Stored data
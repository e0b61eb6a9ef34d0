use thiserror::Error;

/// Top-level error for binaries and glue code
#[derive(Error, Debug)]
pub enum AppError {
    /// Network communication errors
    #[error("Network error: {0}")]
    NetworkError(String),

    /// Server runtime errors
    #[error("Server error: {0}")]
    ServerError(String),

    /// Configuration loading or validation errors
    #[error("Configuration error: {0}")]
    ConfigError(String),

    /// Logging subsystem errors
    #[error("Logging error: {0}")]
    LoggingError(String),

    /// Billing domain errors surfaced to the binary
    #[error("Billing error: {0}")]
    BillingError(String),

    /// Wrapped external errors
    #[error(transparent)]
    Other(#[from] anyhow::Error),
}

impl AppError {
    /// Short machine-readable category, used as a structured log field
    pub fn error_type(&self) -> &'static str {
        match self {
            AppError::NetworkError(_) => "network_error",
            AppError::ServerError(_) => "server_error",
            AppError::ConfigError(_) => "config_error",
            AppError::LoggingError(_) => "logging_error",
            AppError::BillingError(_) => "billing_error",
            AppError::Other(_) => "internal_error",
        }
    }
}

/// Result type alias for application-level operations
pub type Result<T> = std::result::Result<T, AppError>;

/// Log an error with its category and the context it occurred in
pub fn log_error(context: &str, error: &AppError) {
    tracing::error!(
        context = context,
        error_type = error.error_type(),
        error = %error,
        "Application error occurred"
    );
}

• _Work task_: Copy every entry exactly, missing none.

• _Expected output_:
repository e0b61eb6a9ef34d0
use thiserror::Error;

/// Top-level error for binaries and glue code
#[derive(Error, Debug)]
pub enum AppError {
    /// Network communication errors
    #[error("Network error: {0}")]
    NetworkError(String),

    /// Server runtime errors
    #[error("Server error: {0}")]
    ServerError(String),

    /// Configuration loading or validation errors
    #[error("Configuration error: {0}")]
    ConfigError(String),

    /// Logging subsystem errors
    #[error("Logging error: {0}")]
    LoggingError(String),

    /// Billing domain errors surfaced to the binary
    #[error("Billing error: {0}")]
    BillingError(String),

    /// Wrapped external errors
    #[error(transparent)]
    Other(#[from] anyhow::Error),
}

impl AppError {
    /// Short machine-readable category, used as a structured log field
    pub fn error_type(&self) -> &'static str {
        match self {
            AppError::NetworkError(_) => "network_error",
            AppError::ServerError(_) => "server_error",
            AppError::ConfigError(_) => "config_error",
            AppError::LoggingError(_) => "logging_error",
            AppError::BillingError(_) => "billing_error",
            AppError::Other(_) => "internal_error",
        }
    }
}

/// Result type alias for application-level operations
pub type Result<T> = std::result::Result<T, AppError>;

/// Log an error with its category and the context it occurred in
pub fn log_error(context: &str, error: &AppError) {
    tracing::error!(
        context = context,
        error_type = error.error_type(),
        error = %error,
        "Application error occurred"
    );
}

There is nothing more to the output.